If we can distinguish similarity in a two-dimensional coordinate system through randomly generated lines, then similarly, in a three-dimensional coordinate system, we can divide the three-dimensional coordinate system into two regions by randomly generating a plane. In a multi-dimensional coordinate system, we can also divide the multi-dimensional coordinate system into two regions by randomly generating a hyperplane, thereby distinguishing similarity.

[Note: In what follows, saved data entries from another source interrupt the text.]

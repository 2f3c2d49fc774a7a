use serde::{Deserialize, Serialize};
use time::OffsetDateTime;

use crate::types::CardUuid;

#[derive(Debug, Clone, Copy, PartialEq, Eq, Serialize, Deserialize)]
#[serde(rename_all = "lowercase")]
pub enum FeedbackOutcome {
    Accepted,
    Overridden,
}

#[derive(Debug, Clone, PartialEq, Eq, Serialize, Deserialize)]
pub struct AcceptedSuggestion {
    pub id: String,
}

#[derive(Debug, Clone, PartialEq, Eq, Serialize, Deserialize)]
pub struct OverrideReasonCode {
    pub code: String,
    #[serde(default, skip_serializing_if = "Option::is_none")]
    pub system: Option<String>,
}

#[derive(Debug, Clone, PartialEq, Eq, Serialize, Deserialize)]
pub struct OverrideReasonRecord {
    pub reason: OverrideReasonCode,
}

/// One feedback entry as posted to `{serviceUrl}/feedback`.
///
/// `accepted` records carry exactly one accepted suggestion and no override
/// reason; `overridden` records never carry accepted suggestions. Build them
/// through [`crate::feedback::composer`].
#[derive(Debug, Clone, PartialEq, Eq, Serialize, Deserialize)]
#[serde(rename_all = "camelCase")]
pub struct FeedbackRecord {
    pub card: CardUuid,
    pub outcome: FeedbackOutcome,
    #[serde(with = "time::serde::rfc3339")]
    pub outcome_timestamp: OffsetDateTime,
    #[serde(default, skip_serializing_if = "Option::is_none")]
    pub accepted_suggestions: Option<Vec<AcceptedSuggestion>>,
    #[serde(default, skip_serializing_if = "Option::is_none")]
    pub override_reason: Option<OverrideReasonRecord>,
}

/// Request body: the record wrapped in a single-element list.
#[derive(Debug, Clone, PartialEq, Eq, Serialize, Deserialize)]
pub struct FeedbackEnvelope {
    pub feedback: Vec<FeedbackRecord>,
}

impl From<FeedbackRecord> for FeedbackEnvelope {
    fn from(record: FeedbackRecord) -> Self {
        Self {
            feedback: vec![record],
        }
    }
}
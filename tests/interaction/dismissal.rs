use cds_cards::{
    feedback::{FeedbackErrorKind, FeedbackOutcome},
    interaction::DismissalOutcome,
    types::{CardKey, Severity},
};

use crate::{Harness, SERVICE_URL, card, full_card, override_reason};

fn key(card_uuid: &str) -> CardKey {
    CardKey {
        service_url: SERVICE_URL.to_string(),
        card_uuid: card_uuid.to_string(),
    }
}

#[tokio::test]
async fn given_reason_when_dismissed_then_overridden_feedback_carries_code_and_system() {
    let mut harness = Harness::live(vec![full_card("c1")]);
    let card = harness.session.find_card("c1").expect("card c1");
    let reason = card.override_reasons[0].clone();

    let outcome = harness.session.dismiss(&card, Some(&reason));
    assert!(outcome.is_dismissed());
    outcome
        .into_feedback()
        .expect("feedback should be dispatched")
        .outcome()
        .await
        .expect("delivery should succeed");

    let deliveries = harness.drain_deliveries();
    assert_eq!(deliveries.len(), 1);
    let record = &deliveries[0].envelope.feedback[0];
    assert_eq!(record.card, "c1");
    assert_eq!(record.outcome, FeedbackOutcome::Overridden);
    assert!(record.accepted_suggestions.is_none());
    let code = &record
        .override_reason
        .as_ref()
        .expect("override reason")
        .reason;
    assert_eq!(code.code, "X");
    assert_eq!(code.system.as_deref(), Some("http://example.org/reasons"));

    assert_eq!(harness.store.removed(), vec![key("c1")]);
    assert!(harness.session.find_card("c1").is_none());
}

#[tokio::test]
async fn given_no_reason_when_dismissed_then_feedback_has_no_override_reason() {
    let mut harness = Harness::live(vec![full_card("c1")]);
    let card = harness.session.find_card("c1").expect("card c1");

    let handle = harness
        .session
        .dismiss(&card, None)
        .into_feedback()
        .expect("feedback should be dispatched");
    handle.outcome().await.expect("delivery should succeed");

    let deliveries = harness.drain_deliveries();
    assert!(deliveries[0].envelope.feedback[0].override_reason.is_none());
    assert_eq!(harness.store.removed(), vec![key("c1")]);
}

#[tokio::test]
async fn given_reason_with_empty_code_when_dismissed_then_override_reason_is_omitted() {
    let mut harness = Harness::live(vec![full_card("c1")]);
    let card = harness.session.find_card("c1").expect("card c1");
    let blank = override_reason("", Some("http://example.org/reasons"), "Blank");

    harness
        .session
        .dismiss(&card, Some(&blank))
        .into_feedback()
        .expect("feedback should be dispatched")
        .outcome()
        .await
        .expect("delivery should succeed");

    let deliveries = harness.drain_deliveries();
    assert!(deliveries[0].envelope.feedback[0].override_reason.is_none());
}

#[tokio::test]
async fn given_failing_transport_when_dismissed_then_card_is_still_removed() {
    let mut harness = Harness::live_with_failing_transport(vec![full_card("c1"), full_card("c2")]);
    let card = harness.session.find_card("c1").expect("card c1");

    let DismissalOutcome::Dismissed { key: removed, feedback } = harness.session.dismiss(&card, None)
    else {
        panic!("card with uuid should be dismissed");
    };
    assert_eq!(removed, key("c1"));
    assert_eq!(harness.store.removed(), vec![key("c1")]);

    let err = feedback.outcome().await.expect_err("transport should fail");
    assert_eq!(err.kind, FeedbackErrorKind::Transport);
    assert_eq!(harness.drain_deliveries().len(), 1);
    assert!(harness.session.find_card("c2").is_some());
}

#[tokio::test]
async fn given_card_without_uuid_when_dismissed_then_nothing_is_sent_or_removed() {
    let anonymous = card(None, Severity::Critical, "No identity");
    let mut harness = Harness::live(vec![anonymous.clone()]);

    let outcome = harness.session.dismiss(&anonymous, None);

    assert!(matches!(outcome, DismissalOutcome::MissingCardUuid));
    assert!(harness.store.removed().is_empty());
    assert!(harness.drain_deliveries().is_empty());
    assert_eq!(harness.session.ordered_cards().cards().len(), 1);
}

However, in high-dimensional space, the distances between data points are often very sparse, and the distances between data points will increase exponentially with the increase in dimensions. This leads to a large number of calculated buckets, and in the most extreme cases, there is only one vector in each bucket, and the calculation speed is very slow. Therefore, in actual implementation of the LSH algorithm, we consider using random projection to project high-dimensional data points into low-dimensional space, thereby reducing calculation time and improving query quality.

The basic idea behind random projection is to use a random projection matrix to project high-dimensional vectors into low-dimensional space. Create a matrix composed of random numbers, the size of which will be the desired target low-dimensional value. Then, calculate the dot product between the input vector and the matrix to get a projected matrix, which has fewer dimensions than the original vector but still retains their similarity.

When we query, we use the same projection matrix to project the query vector into low-dimensional space. Then, compare the projected query vector with the projected vectors in the database to find the nearest neighbors. Since the dimensionality of the data has been reduced, the search process is much faster than searching in the entire high-dimensional space.

The basic steps are:

1. Randomly select a hyperplane from the high-dimensional space and project the data points onto this hyperplane.
2. Repeat step 1, select multiple hyperplanes, and project the data points onto multiple hyperplanes.
3. Combine the projection results of multiple hyperplanes into a vector as a representation in low-dimensional space.
4. Use a hash function to map the vectors in low-dimensional space to hash buckets.

Similarly, random projection is also an approximate method, and the quality of the projection depends on the projection matrix. Generally, the more random the projection matrix, the better its mapping quality. However, generating a truly random projection matrix may be computationally expensive, especially for large datasets.